Explore a Bachelor's Degree in Education
Online education degrees are a good fit for students who wish to prepare to become public school teachers and need to meet their state's educational requirements for certification. Online degrees in education are designed to prepare students to effectively lead K-12 classrooms, with a focus on a particular subject, such as mathematics, science, or physical education, or with a focus on certain grades or learning types, such as elementary education or special education. While students complete their course work online, they must also complete site-based field work, as well as a semester-long teaching internship in a real-world school environment in order to complete the program.
While program length varies, online bachelor's degree programs in education are typically designed to be completed in four years of full-time work if the college follows a traditional semester format. However, students may be able to transfer in credits from their time at a community college or other institution to apply toward their general education requirements, apply credits from dual credit programs they took in high school, or test out of certain classes through CLEP testing, all of which can reduce the time it takes to graduate. Even so, the program could take longer to complete if the student must attend part-time or if the student cannot complete their student teaching requirements in a timely manner.
The curriculum a student takes in an online education degree program will depend on the school they enroll in and the type of teaching endorsement they're seeking. Those who plan to teach mathematics may take courses in math methods, calculus, and complete math-related field experiences, while those who plan to teach English language arts may have more courses devoted to promoting literacy in youth, such as children's literature or literacy assessment. Similarly, those who specialize in elementary education will take courses geared toward teaching children in kindergarten through fifth grade. Students pursuing education degrees online may also take the following core courses:
- Developmental Psychology. This course explores how children develop physically, cognitively, and socially, from conception through adolescence. Students are introduced to the primary theories of human development, and learn how genetics and prenatal factors, as well as outside factors like family and friends, impact a child's development.
- Reading Methods. In this course, students learn research-based, systematic approaches to teaching reading and literacy to youth, including theories, practices, and materials. Students also learn about the stages of oral language, writing, and reading development.
- Classroom Management. This course teaches students methods of establishing and maintaining a productive classroom environment. Techniques for handling certain types of student behavior are discussed through case studies, as well as techniques for motivating students to be attentive and participatory in class. Classroom organization techniques may also be discussed.

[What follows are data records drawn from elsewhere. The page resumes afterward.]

//! SysY compiler front-end.
//!
//! Pipeline: parse (lalrpop) → const-eval (fold constants, normalize
//! initializers) → lowering (typed SSA IR) → verify. The driver renders
//! the resulting module as LLVM-flavored text for the downstream pipeline.

pub mod ast;
pub mod cli;
pub mod consteval;
pub mod diagnostics;
pub mod error;
pub mod ir;
pub mod irgen;
pub mod json;
pub mod literal;
pub mod logger;
pub mod ty;

use lalrpop_util::lalrpop_mod;

lalrpop_mod!(sysy);

pub use error::{Error, ErrorKind, Result};

/// Parses a SysY source text into its AST.
pub fn parse(source: &str) -> Result<ast::CompileUnit> {
    sysy::CompUnitParser::new()
        .parse(source)
        .map_err(|e| Error::Syntax(diagnostics::render_parse_error(source, &e)))
}

/// Runs the whole front-end over a source text.
pub fn compile(source: &str) -> Result<ir::Module> {
    let mut unit = parse(source)?;
    log!("parser", "{}", json::dump(&unit));
    consteval::run(&mut unit)?;
    log!("consteval", "{}", json::dump(&unit));
    irgen::generate_module(&unit)
}
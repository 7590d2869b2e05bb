//! Constant-evaluation pass.
//!
//! A whole-program AST rewrite that runs before lowering: declaration
//! dimensions are folded to non-negative integer literals, nested
//! initializers are reshaped to mirror the declared dimensions, literal
//! leaves are coerced to the declared element type, and scalar constants
//! are bound so later declaration contexts can fold through them.
//!
//! Folding is confined to declaration contexts: statement expressions and
//! conditions are left for the lowering pass.

mod fold;
mod init;

use std::collections::HashMap;

use crate::ast::*;
use crate::error::{Error, Result};
use crate::log;

pub use init::fix_nested_initializer;

/// Scoped table of scalar compile-time constants (name -> literal).
pub struct ConstSymTable {
    scopes: Vec<HashMap<String, Number>>,
}

impl ConstSymTable {
    pub fn new() -> Self {
        Self {
            scopes: vec![HashMap::new()], // global scope
        }
    }

    pub fn enter_scope(&mut self) {
        self.scopes.push(HashMap::new());
    }

    pub fn exit_scope(&mut self) {
        self.scopes.pop();
    }

    pub fn define(&mut self, name: String, value: Number) -> Result<()> {
        let scope = self.scopes.last_mut().unwrap();
        if scope.contains_key(&name) {
            return Err(Error::DuplicatedDef(name));
        }
        scope.insert(name, value);
        Ok(())
    }

    pub fn resolve(&self, name: &str) -> Option<Number> {
        self.scopes
            .iter()
            .rev()
            .find_map(|scope| scope.get(name))
            .copied()
    }

    pub fn depth(&self) -> usize {
        self.scopes.len()
    }
}

impl Default for ConstSymTable {
    fn default() -> Self {
        Self::new()
    }
}

pub struct ConstEval {
    table: ConstSymTable,
}

/// Runs the pass over a whole compile unit, rewriting it in place.
pub fn run(unit: &mut CompileUnit) -> Result<()> {
    log!("consteval", "start");
    let mut pass = ConstEval::new();
    for item in &mut unit.items {
        match item {
            GlobalItem::Decl(decl) => pass.fold_decl(decl)?,
            GlobalItem::Func(func) => pass.fold_func(func)?,
        }
    }
    log!("consteval", "done");
    Ok(())
}

impl ConstEval {
    pub fn new() -> Self {
        Self {
            table: ConstSymTable::new(),
        }
    }

    fn fold_decl(&mut self, decl: &mut Decl) -> Result<()> {
        match decl {
            Decl::Const(decl) => self.fold_const_decl(decl),
            Decl::Var(decl) => self.fold_var_decl(decl),
        }
    }

    fn fold_const_decl(&mut self, decl: &mut ConstVariableDecl) -> Result<()> {
        for def in &mut decl.defs {
            let dims = self.fold_dims(&mut def.dims)?;

            if dims.is_empty() {
                if !matches!(def.init, InitializerElement::Expr(_)) {
                    return Err(Error::ScalarListInit);
                }
            } else {
                fix_nested_initializer(&mut def.init, &dims, decl.ty)?;
            }

            self.fold_initializer(&mut def.init)?;
            init::const_initializer_assert(&def.init)?;
            init::initializer_type_fix(&mut def.init, decl.ty)?;

            // Scalar constants feed later folds through the table; array
            // constants stay addressable storage and are not recorded.
            if def.dims.is_empty() {
                let InitializerElement::Expr(expr) = &def.init else {
                    return Err(Error::NonConstInit);
                };
                let value = expr.as_number().ok_or(Error::NonConstInit)?;
                self.table.define(def.name.clone(), value)?;
            }
        }
        Ok(())
    }

    fn fold_var_decl(&mut self, decl: &mut VariableDecl) -> Result<()> {
        for def in &mut decl.defs {
            let dims = self.fold_dims(&mut def.dims)?;

            let Some(init) = &mut def.init else {
                continue;
            };

            if dims.is_empty() {
                if !matches!(init, InitializerElement::Expr(_)) {
                    return Err(Error::ScalarListInit);
                }
            } else {
                fix_nested_initializer(init, &dims, decl.ty)?;
            }

            self.fold_initializer(init)?;
            // Non-literal leaves stay: local initializers become runtime
            // stores during lowering.
            init::initializer_type_fix(init, decl.ty)?;
        }
        Ok(())
    }

    fn fold_func(&mut self, func: &mut FunctionDef) -> Result<()> {
        self.table.enter_scope();
        let result = self.fold_func_inner(func);
        self.table.exit_scope();
        result
    }

    fn fold_func_inner(&mut self, func: &mut FunctionDef) -> Result<()> {
        for arg in &mut func.args {
            if let Some(dims) = &mut arg.dims {
                for dim in dims.iter_mut().flatten() {
                    *dim = self.fold_expr(std::mem::replace(dim, PLACEHOLDER))?;
                    check_dim(dim)?;
                }
            }
        }
        self.fold_block(&mut func.body)
    }

    fn fold_block(&mut self, block: &mut Block) -> Result<()> {
        for item in &mut block.items {
            match item {
                BlockItem::Decl(decl) => self.fold_decl(decl)?,
                BlockItem::Stmt(stmt) => self.fold_stmt(stmt)?,
            }
        }
        Ok(())
    }

    fn fold_stmt(&mut self, stmt: &mut Stmt) -> Result<()> {
        match stmt {
            // Only declaration contexts must be compile-time evaluable;
            // statement expressions are lowered as-is.
            Stmt::Assign { .. }
            | Stmt::Expr(_)
            | Stmt::Null
            | Stmt::Break
            | Stmt::Continue
            | Stmt::Return(_) => Ok(()),
            Stmt::Block(block) => {
                self.table.enter_scope();
                let result = self.fold_block(block);
                self.table.exit_scope();
                result
            }
            Stmt::If { then, els, .. } => {
                self.fold_stmt(then)?;
                if let Some(els) = els {
                    self.fold_stmt(els)?;
                }
                Ok(())
            }
            Stmt::While { body, .. } => self.fold_stmt(body),
        }
    }

    /// Folds every dimension expression and returns the concrete extents.
    fn fold_dims(&mut self, dims: &mut [Expr]) -> Result<Vec<usize>> {
        let mut lens = Vec::with_capacity(dims.len());
        for dim in dims.iter_mut() {
            *dim = self.fold_expr(std::mem::replace(dim, PLACEHOLDER))?;
            lens.push(check_dim(dim)?);
        }
        Ok(lens)
    }

    /// Folds every leaf expression of an initializer tree.
    fn fold_initializer(&mut self, init: &mut InitializerElement) -> Result<()> {
        match init {
            InitializerElement::Expr(expr) => {
                *expr = self.fold_expr(std::mem::replace(expr, PLACEHOLDER))?;
                Ok(())
            }
            InitializerElement::List(elements) => {
                for element in elements {
                    self.fold_initializer(element)?;
                }
                Ok(())
            }
        }
    }

    pub(crate) fn table(&self) -> &ConstSymTable {
        &self.table
    }
}

impl Default for ConstEval {
    fn default() -> Self {
        Self::new()
    }
}

/// Stand-in written over a slot while its owned expression is folded.
pub(crate) const PLACEHOLDER: Expr = Expr::Number(Number::Int(0));

/// A folded dimension must be a non-negative integer literal.
fn check_dim(dim: &Expr) -> Result<usize> {
    match dim.as_number() {
        Some(Number::Int(v)) if v >= 0 => Ok(v as usize),
        _ => Err(Error::InvalidArrayLen),
    }
}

Homework and projects vary widely depending on the program specialization. For classroom management, a student may be asked to provide written critiques of various classroom scenarios in which classroom management strategies must be used, including ways of minimizing disruptive behavior and increasing engagement in the learning process. Some courses in reading, mathematics, and science teaching methods will incorporate field work at approved K-12 school sites, where students get to work hands-on with children. However, the most significant portion of any education program is student teaching, where teachers in training get to provide actual instruction to students, develop lesson plans, and work with different age groups under the supervision of licensed teachers and mentors.
Building a Career
Some of the most common careers for students who graduate from online education degree programs and meet all other state requirements for teacher certification are kindergarten and elementary school teachers, middle school teachers, and high school teachers at public schools. It is highly recommended you research how to obtain a teaching certification or licensure in combination with a degree because not all degree programs lead to licensure or certification. With additional training and certification, some may become special education teachers. K-12 private school teachers may not be required to be certified, but typically must have a minimum of a bachelor's degree in education or a closely related area to qualify for teaching positions. Other potential careers might include childcare workers, preschool teachers, teacher assistants, and substitute teachers.
The median yearly salary for teachers was $50,120 for kindergarten teachers, $53,400 for elementary school teachers, $53,430 for middle school teachers, and $55,050 for high school teachers, according to the U.S. Bureau of Labor Statistics (BLS). Employment is not guaranteed for graduates of education programs, and graduates should be aware that budget deficits in state and local governments in an uncertain economy can lead to layoffs. Teacher salaries vary based on their school district's budget, the teacher's level of experience and educational attainment, the size of their district, and other factors.
The slowest employment growth is expected for teachers of high school grades because high school enrollment growth is projected to be slower than other grades, the BLS explained. Better job prospects are available for teachers who are prepared to serve in difficult-to-fill positions in math, science, English as a second language, and special education. Special education teachers earned a median yearly salary of $55,060, the BLS noted.